(Stored items)
================
//! EventSink implementation: batch inserts into the append-only event tables

use async_trait::async_trait;
use sea_orm::{ColumnTrait, EntityTrait, QueryFilter, QueryOrder};
use sea_orm::sea_query::OnConflict;
use tracing::debug;

use super::SeaOrmStorage;
use super::converters::{
    click_to_active_model, impression_to_active_model, model_to_click, model_to_impression,
};
use super::retry;
use crate::errors::Result;
use crate::events::EventSink;
use crate::storage::{ClickEvent, ImpressionEvent};

use migration::entities::{click_event, impression_event};

/// 单条 INSERT 的最大行数（SQLite 变量数上限）
const INSERT_CHUNK: usize = 200;

#[async_trait]
impl EventSink for SeaOrmStorage {
    async fn write_clicks(&self, events: Vec<ClickEvent>) -> anyhow::Result<()> {
        if events.is_empty() {
            return Ok(());
        }

        let total = events.len();
        let db = &self.db;
        for chunk in events.chunks(INSERT_CHUNK) {
            retry::with_retry("write_clicks", self.retry_config, || async {
                let models: Vec<_> = chunk.iter().map(click_to_active_model).collect();
                click_event::Entity::insert_many(models)
                    .on_conflict(
                        OnConflict::column(click_event::Column::EventId)
                            .do_nothing()
                            .to_owned(),
                    )
                    .exec_without_returning(db)
                    .await
            })
            .await
            .map_err(|e| anyhow::anyhow!("Failed to insert click events: {}", e))?;
        }

        debug!(
            "Click events flushed to {} ({} records)",
            self.backend_name.to_uppercase(),
            total
        );
        Ok(())
    }

    async fn write_impressions(&self, events: Vec<ImpressionEvent>) -> anyhow::Result<()> {
        if events.is_empty() {
            return Ok(());
        }

        let total = events.len();
        let db = &self.db;
        for chunk in events.chunks(INSERT_CHUNK) {
            retry::with_retry("write_impressions", self.retry_config, || async {
                let models: Vec<_> = chunk.iter().map(impression_to_active_model).collect();
                impression_event::Entity::insert_many(models)
                    .on_conflict(
                        OnConflict::column(impression_event::Column::EventId)
                            .do_nothing()
                            .to_owned(),
                    )
                    .exec_without_returning(db)
                    .await
            })
            .await
            .map_err(|e| anyhow::anyhow!("Failed to insert impression events: {}", e))?;
        }

        debug!(
            "Impression events flushed to {} ({} records)",
            self.backend_name.to_uppercase(),
            total
        );
        Ok(())
    }
}

impl SeaOrmStorage {
    /// 某个短码的全部点击（按写入顺序）
    pub async fn clicks_for_code(&self, code: &str) -> Result<Vec<ClickEvent>> {
        Ok(click_event::Entity::find()
            .filter(click_event::Column::ShortCode.eq(code))
            .order_by_asc(click_event::Column::Id)
            .all(&self.db)
            .await?
            .into_iter()
            .map(model_to_click)
            .collect())
    }

    pub async fn impressions_for_viewer(&self, viewer_id: &str) -> Result<Vec<ImpressionEvent>> {
        Ok(impression_event::Entity::find()
            .filter(impression_event::Column::ViewerId.eq(viewer_id))
            .order_by_asc(impression_event::Column::Id)
            .all(&self.db)
            .await?
            .into_iter()
            .map(model_to_impression)
            .collect())
    }
}
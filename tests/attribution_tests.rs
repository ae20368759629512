//! AttributionLedger 集成测试
//!
//! 转化幂等、last-touch 回看窗口、风控对归因资格的影响。

mod common;

use chrono::{Duration, Utc};

use commerce_engine::errors::EngineError;
use commerce_engine::services::targeting::SlotContext;
use commerce_engine::services::{
    AdDecision, AdRequest, ConversionOutcome, NoAttributionReason, Resolution,
};
use commerce_engine::storage::{
    Attribution, Commission, CommissionStatus, EventKind, FraudState, ReasonCode,
};

use common::{TestEnv, account, conversion};

const DESTINATION: &str = "https://merchant.example/item/9";

fn expect_attributed(outcome: &ConversionOutcome) -> (&Attribution, &Commission) {
    match outcome {
        ConversionOutcome::Attributed {
            attribution,
            commission,
        } => (attribution, commission),
        other => panic!("expected an attribution, got {:?}", other),
    }
}

// =============================================================================
// 幂等
// =============================================================================

#[tokio::test]
async fn test_replayed_conversion_creates_one_commission() {
    let env = TestEnv::new().await;
    env.create_link("abc123", DESTINATION, "C1", "E1").await;
    env.engine.resolver.resolve("abc123", &account("U2")).await;
    env.flush_events().await;

    let x9 = conversion("X9", "C1", "U2", 5_000);
    let first = env.engine.ledger.record_conversion(&x9).await.unwrap();
    let second = env.engine.ledger.record_conversion(&x9).await.unwrap();

    assert!(!first.replayed);
    assert!(second.replayed);
    assert_eq!(first.outcome, second.outcome);

    let (attribution, commission) = expect_attributed(&first.outcome);
    assert_eq!(attribution.conversion_id, "X9");
    assert_eq!(attribution.credited_event_kind, EventKind::Click);
    assert_eq!(attribution.credited_actor, "U2");
    assert_eq!(attribution.earner_id, "E1");
    assert_eq!(commission.status, CommissionStatus::Pending);
    // C1 / affiliate：10%
    assert_eq!(commission.amount_cents, 500);

    let batch = env.engine.commissions.export("payout", 100).await.unwrap();
    assert_eq!(batch.records.len(), 1);
    assert_eq!(batch.records[0].id, commission.id);
}

#[tokio::test]
async fn test_no_prior_event_is_recorded_without_attribution() {
    let env = TestEnv::new().await;

    let c = conversion("X10", "C1", "U5", 1_999);
    let first = env.engine.ledger.record_conversion(&c).await.unwrap();
    assert_eq!(
        first.outcome,
        ConversionOutcome::NoAttribution(NoAttributionReason::NoQualifyingEvent)
    );

    // 重放返回同一结果
    let replay = env.engine.ledger.record_conversion(&c).await.unwrap();
    assert!(replay.replayed);
    assert_eq!(replay.outcome, first.outcome);

    let batch = env.engine.commissions.export("payout", 100).await.unwrap();
    assert!(batch.records.is_empty());
}

#[tokio::test]
async fn test_invalid_conversion_rejected() {
    let env = TestEnv::new().await;

    let missing_buyer = conversion("X11", "C1", "  ", 100);
    assert!(matches!(
        env.engine.ledger.record_conversion(&missing_buyer).await,
        Err(EngineError::Validation(_))
    ));

    let negative = conversion("X12", "C1", "U1", -1);
    assert!(matches!(
        env.engine.ledger.record_conversion(&negative).await,
        Err(EngineError::Validation(_))
    ));
}

// =============================================================================
// 回看窗口
// =============================================================================

#[tokio::test]
async fn test_click_outside_window_never_attributes() {
    let env = TestEnv::new().await;
    let window = env.config.attribution.window_days as i64;
    let now = Utc::now();

    env.insert_click("abc123", "C1", "U8", "E1", now - Duration::days(window + 1))
        .await;
    let old = env
        .engine
        .ledger
        .record_conversion(&conversion("X20", "C1", "U8", 5_000))
        .await
        .unwrap();
    assert_eq!(
        old.outcome,
        ConversionOutcome::NoAttribution(NoAttributionReason::NoQualifyingEvent)
    );

    env.insert_click("abc123", "C1", "U9", "E1", now - Duration::days(window - 1))
        .await;
    let recent = env
        .engine
        .ledger
        .record_conversion(&conversion("X21", "C1", "U9", 5_000))
        .await
        .unwrap();
    expect_attributed(&recent.outcome);
}

#[tokio::test]
async fn test_most_recent_touch_wins() {
    let env = TestEnv::new().await;
    let now = Utc::now();

    env.insert_click("first", "C1", "U4", "E1", now - Duration::days(3)).await;
    env.insert_click("second", "C1", "U4", "E2", now - Duration::hours(2)).await;
    // 其他活动的点击不参与
    env.insert_click("other", "C2", "U4", "E3", now - Duration::minutes(1)).await;

    let result = env
        .engine
        .ledger
        .record_conversion(&conversion("X30", "C1", "U4", 2_000))
        .await
        .unwrap();
    let (attribution, _) = expect_attributed(&result.outcome);
    assert_eq!(attribution.earner_id, "E2");
    assert_eq!(attribution.campaign_id, "C1");
}

#[tokio::test]
async fn test_impression_can_be_credited() {
    let env = TestEnv::with_catalog(&format!(
        "{}{}",
        common::BASE_CATALOG,
        r#"
[[creatives]]
id = "cr-c2"
campaign_id = "C2"
bid_cents = 3
status = "active"
created_at = "2026-01-01T00:00:00Z"
payload = { title = "Shoes", click_url = "https://merchant.example/shoes" }

[[creatives.rules]]
kind = "keyword"
terms = ["shoes"]
"#
    ))
    .await;

    let decision = env
        .engine
        .targeting
        .select_ad(&AdRequest {
            viewer_id: "V1".to_string(),
            context_keywords: vec!["shoes".to_string()],
            slot_context: SlotContext {
                thread_id: "t1".to_string(),
                publisher_id: "P1".to_string(),
                ..Default::default()
            },
        })
        .await;
    let served = match decision {
        AdDecision::Fill(served) => served,
        other => panic!("expected a fill, got {:?}", other),
    };
    env.flush_events().await;

    let result = env
        .engine
        .ledger
        .record_conversion(&conversion("X40", "C2", "V1", 10_000))
        .await
        .unwrap();
    let (attribution, commission) = expect_attributed(&result.outcome);
    assert_eq!(attribution.credited_event_id, served.impression_id);
    assert_eq!(attribution.credited_event_kind, EventKind::Impression);
    assert_eq!(attribution.earner_id, "P1");
    // (*, *) 兜底费率
    assert_eq!(commission.amount_cents, 25);
}

// =============================================================================
// 风控
// =============================================================================

#[tokio::test]
async fn test_blocked_click_never_attributes_but_redirects() {
    let env = TestEnv::new().await;
    env.create_link("abc123", DESTINATION, "C1", "E1").await;
    let actor = account("A1");

    for _ in 0..5 {
        let resolution = env.engine.resolver.resolve("abc123", &actor).await;
        assert!(matches!(resolution, Resolution::Resolved { .. }));
    }
    assert_eq!(env.engine.fraud.current("A1").state, FraudState::Blocked);
    env.flush_events().await;

    let result = env
        .engine
        .ledger
        .record_conversion(&conversion("X50", "C1", "A1", 5_000))
        .await
        .unwrap();
    assert_eq!(
        result.outcome,
        ConversionOutcome::NoAttribution(NoAttributionReason::BlockedTouch)
    );
}

#[tokio::test]
async fn test_later_flag_keeps_formed_attribution() {
    let env = TestEnv::new().await;
    env.create_link("abc123", DESTINATION, "C1", "E1").await;
    env.engine.resolver.resolve("abc123", &account("U3")).await;
    env.flush_events().await;

    let c = conversion("X60", "C1", "U3", 5_000);
    let first = env.engine.ledger.record_conversion(&c).await.unwrap();
    expect_attributed(&first.outcome);

    env.engine.fraud.flag("U3", ReasonCode::SelfReferral);
    assert_eq!(env.engine.fraud.current("U3").state, FraudState::Blocked);

    let replay = env.engine.ledger.record_conversion(&c).await.unwrap();
    assert!(replay.replayed);
    assert_eq!(replay.outcome, first.outcome);
}

#[tokio::test]
async fn test_self_referral_is_excluded_and_flagged() {
    let env = TestEnv::new().await;
    env.create_link("self1", DESTINATION, "C1", "E5").await;
    env.engine.resolver.resolve("self1", &account("E5")).await;
    env.flush_events().await;

    let result = env
        .engine
        .ledger
        .record_conversion(&conversion("X70", "C1", "E5", 5_000))
        .await
        .unwrap();
    assert_eq!(
        result.outcome,
        ConversionOutcome::NoAttribution(NoAttributionReason::SelfReferral)
    );

    let flag = env.engine.fraud.get("E5").unwrap();
    assert!(flag.reason_codes.contains(&ReasonCode::SelfReferral));
    assert_eq!(flag.state, FraudState::Blocked);
}
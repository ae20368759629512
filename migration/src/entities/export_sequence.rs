//! Named counters that hand out export positions. The row lock taken by
//! incrementing a counter serializes publishers.

use sea_orm::entity::prelude::*;

#[derive(Clone, Debug, PartialEq, DeriveEntityModel, Eq)]
#[sea_orm(table_name = "export_sequence")]
pub struct Model {
    #[sea_orm(primary_key, auto_increment = false)]
    pub name: String,
    pub value: i64,
}

#[derive(Copy, Clone, Debug, EnumIter, DeriveRelation)]
pub enum Relation {}

impl ActiveModelBehavior for ActiveModel {}
use std::sync::Arc;
use std::time::Duration;
use tokio::signal;
use tokio::time::timeout;
use tracing::{error, info, warn};

use crate::services::Engine;

/// 关闭超时时间（秒）
const SHUTDOWN_TIMEOUT_SECS: u64 = 30;

/// 单个任务超时时间（秒）
const TASK_TIMEOUT_SECS: u64 = 10;

pub async fn listen_for_shutdown(engine: Arc<Engine>) {
    match signal::ctrl_c().await {
        Ok(()) => {
            info!("Shutdown signal received, flushing data...");
        }
        Err(e) => {
            warn!(
                "Failed to listen for Ctrl+C: {}. Proceeding with shutdown anyway.",
                e
            );
        }
    }

    match timeout(
        Duration::from_secs(SHUTDOWN_TIMEOUT_SECS),
        perform_shutdown_tasks(&engine),
    )
    .await
    {
        Ok(()) => info!("All shutdown tasks completed successfully"),
        Err(_) => error!(
            "Shutdown tasks timed out after {} seconds",
            SHUTDOWN_TIMEOUT_SECS
        ),
    }
}

/// 执行所有关闭任务（在超时内调用）
pub async fn perform_shutdown_tasks(engine: &Engine) {
    let (clicks, impressions) = engine.recorder.buffered();
    match timeout(
        Duration::from_secs(TASK_TIMEOUT_SECS),
        engine.recorder.flush(),
    )
    .await
    {
        Ok(()) => info!(
            "Event buffers flushed ({} clicks, {} impressions)",
            clicks, impressions
        ),
        Err(_) => error!(
            "Event flush timed out after {} seconds",
            TASK_TIMEOUT_SECS
        ),
    }

    let (clicks, impressions) = engine.recorder.buffered();
    if clicks + impressions > 0 {
        warn!(
            "{} clicks and {} impressions could not be persisted before exit",
            clicks, impressions
        );
    }
}
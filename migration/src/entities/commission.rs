//! Commission records. `seq` is the insertion key; `export_seq` is assigned
//! after commit and is the export cursor position.

use sea_orm::entity::prelude::*;

#[derive(Clone, Debug, PartialEq, DeriveEntityModel, Eq)]
#[sea_orm(table_name = "commissions")]
pub struct Model {
    #[sea_orm(primary_key)]
    pub seq: i64,
    #[sea_orm(unique)]
    pub id: String,
    pub attribution_id: String,
    /// "accrual" or "reversal"; unique together with attribution_id
    pub kind: String,
    pub earner_id: String,
    pub campaign_id: String,
    pub amount_cents: i64,
    pub rate_applied: String,
    pub status: String,
    pub created_at: DateTimeUtc,
    pub updated_at: DateTimeUtc,
    /// None until the row is published for export
    pub export_seq: Option<i64>,
}

#[derive(Copy, Clone, Debug, EnumIter, DeriveRelation)]
pub enum Relation {}

impl ActiveModelBehavior for ActiveModel {}
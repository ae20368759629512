use actix_web::http::StatusCode;
use actix_web::{HttpResponse, web};
use std::sync::Arc;
use tracing::{info, trace};

use crate::api::error_code::ErrorCode;
use crate::api::helpers::json_response;
use crate::services::{Engine, health};

pub struct HealthService;

impl HealthService {
    pub async fn health_check(engine: web::Data<Arc<Engine>>) -> HttpResponse {
        trace!("Received health check request");
        let report = health::check(&engine).await;
        let healthy = report.is_healthy();

        info!(
            "Health check completed in {}ms, status: {}",
            report.response_time_ms, report.status
        );

        if healthy {
            json_response(StatusCode::OK, ErrorCode::Success, "OK", Some(report))
        } else {
            json_response(
                StatusCode::SERVICE_UNAVAILABLE,
                ErrorCode::ServiceUnavailable,
                "Service Unavailable",
                Some(report),
            )
        }
    }

    /// 就绪检查：存储可达才算就绪
    pub async fn readiness_check(engine: web::Data<Arc<Engine>>) -> HttpResponse {
        trace!("Received readiness check request");
        match engine.storage.ping().await {
            Ok(()) => HttpResponse::Ok()
                .append_header(("Content-Type", "text/plain"))
                .body("OK"),
            Err(_) => HttpResponse::ServiceUnavailable()
                .append_header(("Content-Type", "text/plain"))
                .body("Not Ready"),
        }
    }

    // 活跃性检查
    pub async fn liveness_check() -> HttpResponse {
        trace!("Received liveness check request");
        HttpResponse::NoContent().finish()
    }
}

/// Health 路由配置
pub fn health_routes() -> actix_web::Scope {
    web::scope("/health")
        .route("", web::get().to(HealthService::health_check))
        .route("", web::head().to(HealthService::health_check))
        .route("/ready", web::get().to(HealthService::readiness_check))
        .route("/ready", web::head().to(HealthService::readiness_check))
        .route("/live", web::get().to(HealthService::liveness_check))
        .route("/live", web::head().to(HealthService::liveness_check))
}
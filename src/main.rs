use clap::Parser;
use colored::Colorize;

use commerce_engine::cli::{Cli, Commands, run_cli_command};
use commerce_engine::config::{get_config, init_config};
use commerce_engine::runtime::modes::run_server;
use commerce_engine::system::init_logging;

#[actix_web::main]
async fn main() -> anyhow::Result<()> {
    dotenvy::dotenv().ok();
    let cli = Cli::parse();

    if let Err(e) = init_config(cli.config.as_deref()) {
        eprintln!("{}", e.format_colored());
        std::process::exit(1);
    }

    match cli.command {
        None | Some(Commands::Serve) => {
            let config = get_config();
            let _guard = match init_logging(&config.logging) {
                Ok(guard) => guard,
                Err(e) => {
                    eprintln!("{}", e.format_colored());
                    std::process::exit(1);
                }
            };

            if let Err(e) = run_server().await {
                eprintln!("{} {:#}", "Server error:".red().bold(), e);
                std::process::exit(1);
            }
        }
        Some(cmd) => {
            if let Err(e) = run_cli_command(cmd).await {
                eprintln!("{}", e.format_colored());
                std::process::exit(1);
            }
        }
    }

    Ok(())
}
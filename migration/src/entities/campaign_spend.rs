use sea_orm::entity::prelude::*;

#[derive(Clone, Debug, PartialEq, DeriveEntityModel, Eq)]
#[sea_orm(table_name = "campaign_spend")]
pub struct Model {
    #[sea_orm(primary_key, auto_increment = false)]
    pub campaign_id: String,
    pub spent_cents: i64,
    pub version: i64,
    pub updated_at: DateTimeUtc,
}

#[derive(Copy, Clone, Debug, EnumIter, DeriveRelation)]
pub enum Relation {}

impl ActiveModelBehavior for ActiveModel {}
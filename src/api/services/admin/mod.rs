//! 运营接口：链接配置、风控复核、快照刷新

pub mod fraud;
pub mod links;
pub mod reload;
pub mod routes;

pub use routes::admin_routes;
//! 命令行定义（clap derive）与分发
//!
//! 不带子命令时启动 HTTP 服务。

pub mod commands;

use clap::{Parser, Subcommand};
use std::fmt;

/// Contextual commerce serving engine
#[derive(Parser, Debug)]
#[command(name = "commerce-engine")]
#[command(version)]
#[command(about = "Affiliate short links, contextual ad slots and commission attribution", long_about = None)]
pub struct Cli {
    /// Configuration file path (default: config.toml)
    #[arg(long, short = 'c', global = true)]
    pub config: Option<String>,

    #[command(subcommand)]
    pub command: Option<Commands>,
}

#[derive(Subcommand, Debug)]
pub enum Commands {
    /// Start the HTTP server (default)
    Serve,

    /// Apply database migrations and exit
    Migrate,

    /// Manage configuration
    Config {
        #[command(subcommand)]
        action: ConfigCommands,
    },

    /// Manage short links
    Link {
        #[command(subcommand)]
        action: LinkCommands,
    },

    /// Manage audience segments
    Segments {
        #[command(subcommand)]
        action: SegmentCommands,
    },
}

#[derive(Subcommand, Debug)]
pub enum ConfigCommands {
    /// Generate example configuration file
    Generate {
        /// Output path (default: stdout)
        output_path: Option<String>,

        /// Overwrite an existing file
        #[arg(long)]
        force: bool,
    },
}

#[derive(Subcommand, Debug)]
pub enum LinkCommands {
    /// Create a short link for a campaign
    Create {
        /// Destination URL (http or https)
        #[arg(long)]
        destination: String,

        /// Campaign id
        #[arg(long)]
        campaign: String,

        /// Earner (link owner) id
        #[arg(long)]
        earner: String,

        /// Explicit short code; generated when omitted
        #[arg(long)]
        code: Option<String>,

        /// Expiration time (RFC3339)
        #[arg(long)]
        expires_at: Option<String>,
    },

    /// Deactivate a short link
    Deactivate {
        /// Short code
        code: String,
    },
}

#[derive(Subcommand, Debug)]
pub enum SegmentCommands {
    /// Import a full segment generation from a JSON file
    Import {
        /// JSON file: {"segments": [{"id", "definition", "members"}]}
        file_path: String,
    },
}

#[derive(Debug)]
pub enum CliError {
    StorageError(String),
    ParseError(String),
    CommandError(String),
}

impl CliError {
    pub fn format_simple(&self) -> String {
        match self {
            CliError::StorageError(msg) => format!("Storage error: {}", msg),
            CliError::ParseError(msg) => format!("Parse error: {}", msg),
            CliError::CommandError(msg) => format!("Command error: {}", msg),
        }
    }

    pub fn format_colored(&self) -> String {
        use colored::Colorize;
        match self {
            CliError::StorageError(msg) => {
                format!("{} {}", "Storage error:".red().bold(), msg.white())
            }
            CliError::ParseError(msg) => {
                format!("{} {}", "Parse error:".yellow().bold(), msg.white())
            }
            CliError::CommandError(msg) => {
                format!("{} {}", "Command error:".red().bold(), msg.white())
            }
        }
    }
}

impl fmt::Display for CliError {
    fn fmt(&self, f: &mut fmt::Formatter<'_>) -> fmt::Result {
        write!(f, "{}", self.format_simple())
    }
}

impl std::error::Error for CliError {}

impl From<crate::errors::EngineError> for CliError {
    fn from(err: crate::errors::EngineError) -> Self {
        match err {
            crate::errors::EngineError::Validation(msg) => CliError::ParseError(msg),
            crate::errors::EngineError::StoreUnavailable(msg)
            | crate::errors::EngineError::DatabaseConfig(msg)
            | crate::errors::EngineError::DatabaseOperation(msg) => CliError::StorageError(msg),
            other => CliError::CommandError(other.to_string()),
        }
    }
}

/// 执行一次性命令；`Serve` 由 main 处理
pub async fn run_cli_command(cmd: Commands) -> Result<(), CliError> {
    match cmd {
        Commands::Serve => Err(CliError::CommandError(
            "serve is handled by the server runtime".to_string(),
        )),
        Commands::Migrate => commands::migrate().await,
        Commands::Config {
            action: ConfigCommands::Generate { output_path, force },
        } => commands::config_generate(output_path, force),
        Commands::Link { action } => match action {
            LinkCommands::Create {
                destination,
                campaign,
                earner,
                code,
                expires_at,
            } => commands::create_link(destination, campaign, earner, code, expires_at).await,
            LinkCommands::Deactivate { code } => commands::deactivate_link(code).await,
        },
        Commands::Segments {
            action: SegmentCommands::Import { file_path },
        } => commands::import_segments(file_path).await,
    }
}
================
-- Your objective --
Give the number of lines in the entries above that include the string "Migrate". Write nothing but that number.

-- Worked solution --
2